§ Task requirements: Among the lines below, tally those that contain "trail" and respond with the total only.

(Dataset entries)
---------------

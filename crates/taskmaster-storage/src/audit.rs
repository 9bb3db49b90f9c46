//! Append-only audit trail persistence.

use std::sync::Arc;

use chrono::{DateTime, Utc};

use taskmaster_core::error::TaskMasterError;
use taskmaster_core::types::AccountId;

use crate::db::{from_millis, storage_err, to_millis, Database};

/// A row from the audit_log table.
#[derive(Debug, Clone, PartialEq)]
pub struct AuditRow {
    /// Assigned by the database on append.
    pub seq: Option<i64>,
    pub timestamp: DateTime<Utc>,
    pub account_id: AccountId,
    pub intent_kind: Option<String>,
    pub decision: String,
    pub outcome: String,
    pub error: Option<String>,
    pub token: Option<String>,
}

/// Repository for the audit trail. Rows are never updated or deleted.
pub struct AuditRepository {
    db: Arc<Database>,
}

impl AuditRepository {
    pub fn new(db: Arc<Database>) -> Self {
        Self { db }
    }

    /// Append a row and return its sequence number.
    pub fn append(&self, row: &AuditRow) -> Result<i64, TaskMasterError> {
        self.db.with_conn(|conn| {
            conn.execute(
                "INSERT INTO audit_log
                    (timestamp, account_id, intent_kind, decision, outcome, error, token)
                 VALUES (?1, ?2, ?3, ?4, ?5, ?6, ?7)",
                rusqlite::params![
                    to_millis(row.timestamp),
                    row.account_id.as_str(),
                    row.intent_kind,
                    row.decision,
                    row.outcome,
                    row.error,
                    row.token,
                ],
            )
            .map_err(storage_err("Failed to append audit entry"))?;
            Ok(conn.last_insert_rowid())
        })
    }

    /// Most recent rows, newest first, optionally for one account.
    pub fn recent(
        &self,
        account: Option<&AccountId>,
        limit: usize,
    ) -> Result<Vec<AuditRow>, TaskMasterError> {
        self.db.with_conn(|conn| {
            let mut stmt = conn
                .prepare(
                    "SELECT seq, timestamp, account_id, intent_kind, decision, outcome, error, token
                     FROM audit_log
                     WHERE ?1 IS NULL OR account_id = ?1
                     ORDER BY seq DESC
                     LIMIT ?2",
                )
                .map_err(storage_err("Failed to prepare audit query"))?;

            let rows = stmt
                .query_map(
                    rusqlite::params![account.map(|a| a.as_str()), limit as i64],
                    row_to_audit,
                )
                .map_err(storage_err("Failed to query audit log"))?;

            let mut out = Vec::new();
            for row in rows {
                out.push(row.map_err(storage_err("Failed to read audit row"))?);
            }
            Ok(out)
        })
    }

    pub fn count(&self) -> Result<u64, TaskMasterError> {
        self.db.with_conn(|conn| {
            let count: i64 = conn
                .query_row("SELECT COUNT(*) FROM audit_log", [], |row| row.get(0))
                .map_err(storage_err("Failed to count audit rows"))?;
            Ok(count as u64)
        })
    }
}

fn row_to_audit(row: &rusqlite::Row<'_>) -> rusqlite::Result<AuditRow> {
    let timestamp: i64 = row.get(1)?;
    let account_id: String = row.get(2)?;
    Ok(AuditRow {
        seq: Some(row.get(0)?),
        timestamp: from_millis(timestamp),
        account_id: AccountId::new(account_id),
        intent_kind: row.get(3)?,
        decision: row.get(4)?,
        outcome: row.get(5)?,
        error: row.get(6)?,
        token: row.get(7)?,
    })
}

---------------

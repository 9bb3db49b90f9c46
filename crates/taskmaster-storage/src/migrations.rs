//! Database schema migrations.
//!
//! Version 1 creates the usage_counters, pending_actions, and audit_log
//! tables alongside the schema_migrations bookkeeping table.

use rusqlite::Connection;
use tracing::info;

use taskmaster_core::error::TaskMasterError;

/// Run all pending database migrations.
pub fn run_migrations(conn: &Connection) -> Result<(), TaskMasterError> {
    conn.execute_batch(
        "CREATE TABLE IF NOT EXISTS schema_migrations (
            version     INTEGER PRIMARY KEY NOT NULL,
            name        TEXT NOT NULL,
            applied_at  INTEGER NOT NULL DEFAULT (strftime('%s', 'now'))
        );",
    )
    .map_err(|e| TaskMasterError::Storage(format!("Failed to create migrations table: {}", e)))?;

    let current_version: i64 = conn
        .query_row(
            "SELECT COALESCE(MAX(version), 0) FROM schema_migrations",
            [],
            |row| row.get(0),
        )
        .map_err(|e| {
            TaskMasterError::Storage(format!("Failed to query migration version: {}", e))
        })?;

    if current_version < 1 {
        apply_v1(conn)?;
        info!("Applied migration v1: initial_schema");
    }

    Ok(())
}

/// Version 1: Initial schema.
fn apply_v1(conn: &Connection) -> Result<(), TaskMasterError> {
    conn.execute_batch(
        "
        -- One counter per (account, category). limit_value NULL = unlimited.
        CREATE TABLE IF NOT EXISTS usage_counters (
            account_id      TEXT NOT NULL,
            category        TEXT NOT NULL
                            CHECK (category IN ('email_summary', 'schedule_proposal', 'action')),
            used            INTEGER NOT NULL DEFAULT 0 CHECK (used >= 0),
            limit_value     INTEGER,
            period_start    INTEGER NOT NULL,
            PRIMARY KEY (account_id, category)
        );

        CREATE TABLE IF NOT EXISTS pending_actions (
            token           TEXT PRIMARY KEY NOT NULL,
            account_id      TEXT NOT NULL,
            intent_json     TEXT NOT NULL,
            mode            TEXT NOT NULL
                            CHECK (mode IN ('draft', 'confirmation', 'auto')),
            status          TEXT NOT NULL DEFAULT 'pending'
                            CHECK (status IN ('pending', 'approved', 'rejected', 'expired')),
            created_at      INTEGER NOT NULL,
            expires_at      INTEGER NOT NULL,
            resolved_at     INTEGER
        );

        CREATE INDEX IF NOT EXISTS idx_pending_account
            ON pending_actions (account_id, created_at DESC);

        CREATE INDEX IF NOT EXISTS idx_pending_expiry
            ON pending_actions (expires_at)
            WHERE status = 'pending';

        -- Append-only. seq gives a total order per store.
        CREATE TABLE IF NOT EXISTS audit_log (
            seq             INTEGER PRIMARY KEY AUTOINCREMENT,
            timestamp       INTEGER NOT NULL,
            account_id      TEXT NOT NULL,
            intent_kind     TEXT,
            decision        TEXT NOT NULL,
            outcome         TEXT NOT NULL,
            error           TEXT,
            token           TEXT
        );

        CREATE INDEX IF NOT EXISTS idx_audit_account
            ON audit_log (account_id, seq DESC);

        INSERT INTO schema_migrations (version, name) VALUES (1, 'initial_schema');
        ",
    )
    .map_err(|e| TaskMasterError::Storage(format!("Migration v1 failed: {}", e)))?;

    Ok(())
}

---------------

§ Response to this task: 2